Describe how the platelet plug forms (primary haemostasis)

A
  • damaged endothelium
  • this means that collagen underneath the endothelium is exposed to the blood
  • Von willebrand factor (VWF) binds to the exposed collagen
  • platelets then bind to the VWF via the platelet GP1b receptors (platelets can also bind directly to the collagen via Gp1a and Gp6 receptors but this is very weak)
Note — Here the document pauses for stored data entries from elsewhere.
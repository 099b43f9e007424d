// Copyright 2025 Lars Brubaker
// License: MIT
//
// Hierarchical clipping result.
//
// Nodes live in one Vec and refer to each other by index. Top-level nodes
// (outer contours and every open path) are the tree's roots; holes are
// children of the outer contour they sit in, islands inside holes are
// children of the hole, and so on.

use crate::geom::{IntPoint, Path};

pub type NodeIdx = usize;

#[derive(Clone, Debug, Default)]
pub struct PolyNode {
    contour: Path,
    children: Vec<NodeIdx>,
    parent: Option<NodeIdx>,
    /// Position among its parent's children (or among the roots).
    index: usize,
    is_open: bool,
}

impl PolyNode {
    pub fn contour(&self) -> &[IntPoint] {
        &self.contour
    }

    pub fn children(&self) -> &[NodeIdx] {
        &self.children
    }

    pub fn child_count(&self) -> usize {
        self.children.len()
    }

    pub fn parent(&self) -> Option<NodeIdx> {
        self.parent
    }

    pub fn index(&self) -> usize {
        self.index
    }

    pub fn is_open(&self) -> bool {
        self.is_open
    }
}

#[derive(Clone, Debug, Default)]
pub struct PolyTree {
    nodes: Vec<PolyNode>,
    roots: Vec<NodeIdx>,
}

impl PolyTree {
    pub fn new() -> Self {
        Self::default()
    }

    pub fn clear(&mut self) {
        self.nodes.clear();
        self.roots.clear();
    }

    /// Number of nodes at every depth.
    pub fn total(&self) -> usize {
        self.nodes.len()
    }

    pub fn is_empty(&self) -> bool {
        self.nodes.is_empty()
    }

    pub fn roots(&self) -> &[NodeIdx] {
        &self.roots
    }

    pub fn node(&self, idx: NodeIdx) -> &PolyNode {
        &self.nodes[idx]
    }

    pub fn depth(&self, idx: NodeIdx) -> usize {
        let mut d = 0;
        let mut n = self.nodes[idx].parent;
        while let Some(p) = n {
            d += 1;
            n = self.nodes[p].parent;
        }
        d
    }

    /// Holes sit at odd depths.
    pub fn is_hole(&self, idx: NodeIdx) -> bool {
        self.depth(idx) % 2 == 1
    }

    pub fn first(&self) -> Option<NodeIdx> {
        self.roots.first().copied()
    }

    /// The node after `idx` in depth-first order.
    pub fn next(&self, idx: NodeIdx) -> Option<NodeIdx> {
        if let Some(&c) = self.nodes[idx].children.first() {
            return Some(c);
        }
        let mut n = idx;
        loop {
            let node = &self.nodes[n];
            let siblings = match node.parent {
                Some(p) => &self.nodes[p].children,
                None => &self.roots,
            };
            if let Some(&s) = siblings.get(node.index + 1) {
                return Some(s);
            }
            n = node.parent?;
        }
    }

    /// All nodes in depth-first order.
    pub fn iter(&self) -> impl Iterator<Item = NodeIdx> + '_ {
        std::iter::successors(self.first(), move |&n| self.next(n))
    }

    pub(crate) fn add_node(&mut self, contour: Path, is_open: bool) -> NodeIdx {
        self.nodes.push(PolyNode { contour, is_open, ..PolyNode::default() });
        self.nodes.len() - 1
    }

    /// Appends `child` under `parent`, or as a root when `parent` is None.
    pub(crate) fn attach(&mut self, parent: Option<NodeIdx>, child: NodeIdx) {
        let siblings = match parent {
            Some(p) => &mut self.nodes[p].children,
            None => &mut self.roots,
        };
        let index = siblings.len();
        siblings.push(child);
        let node = &mut self.nodes[child];
        node.parent = parent;
        node.index = index;
    }
}

#[cfg(test)]
mod tests {
    use super::*;
    use crate::geom::path_from;

    fn sample() -> PolyTree {
        // outer0 { hole1 { island2 } }, outer3, open4
        let mut t = PolyTree::new();
        let outer = t.add_node(path_from(&[(0, 0), (100, 0), (100, 100), (0, 100)]), false);
        let hole = t.add_node(path_from(&[(10, 10), (10, 90), (90, 90), (90, 10)]), false);
        let island = t.add_node(path_from(&[(20, 20), (80, 20), (80, 80), (20, 80)]), false);
        let other = t.add_node(path_from(&[(200, 0), (300, 0), (300, 100)]), false);
        let open = t.add_node(path_from(&[(0, 200), (50, 200)]), true);
        t.attach(None, outer);
        t.attach(Some(outer), hole);
        t.attach(Some(hole), island);
        t.attach(None, other);
        t.attach(None, open);
        t
    }

    #[test]
    fn depth_first_iteration_visits_every_node() {
        let t = sample();
        assert_eq!(t.total(), 5);
        assert_eq!(t.iter().collect::<Vec<_>>(), vec![0, 1, 2, 3, 4]);
    }

    #[test]
    fn holes_alternate_with_depth() {
        let t = sample();
        assert!(!t.is_hole(0));
        assert!(t.is_hole(1));
        assert!(!t.is_hole(2));
        assert!(!t.is_hole(3));
        assert_eq!(t.node(2).parent(), Some(1));
        assert_eq!(t.node(3).index(), 1);
    }

    #[test]
    fn open_nodes_are_roots() {
        let t = sample();
        assert!(t.node(4).is_open());
        assert_eq!(t.node(4).parent(), None);
        assert_eq!(t.roots(), &[0, 3, 4]);
    }

    #[test]
    fn empty_tree() {
        let t = PolyTree::new();
        assert!(t.is_empty());
        assert_eq!(t.first(), None);
        assert_eq!(t.iter().count(), 0);
    }
}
  • the VWF has formed a bridge between the collagen and platelets, this is called platelet adherence
  • the adherent platelets express the GP2b/3a receptor
  • GP2b/3a receptors bind to fibrinogen which binds more platelets to form a meshwork this is called platelet aggregation
  • the binding of platelets cause the platelets to become activated
  • they change shape and become spiky and entailed together
  • they release ADP and thromboxane A2 (TXA2) and serotonin (5-HT) from granules, this is called the platelet release reaction
  • ADP & TXA2 attract more platelets to the site which aggregate to form a platelet plug.
  • 5-HT acts on local smooth muscle to increases local vasoconstriction.
  • The spiky platelets in turn release cytokines which attract even more platelets and so a positive feedback system operates until a plug large enough to stop the bleeding is formed.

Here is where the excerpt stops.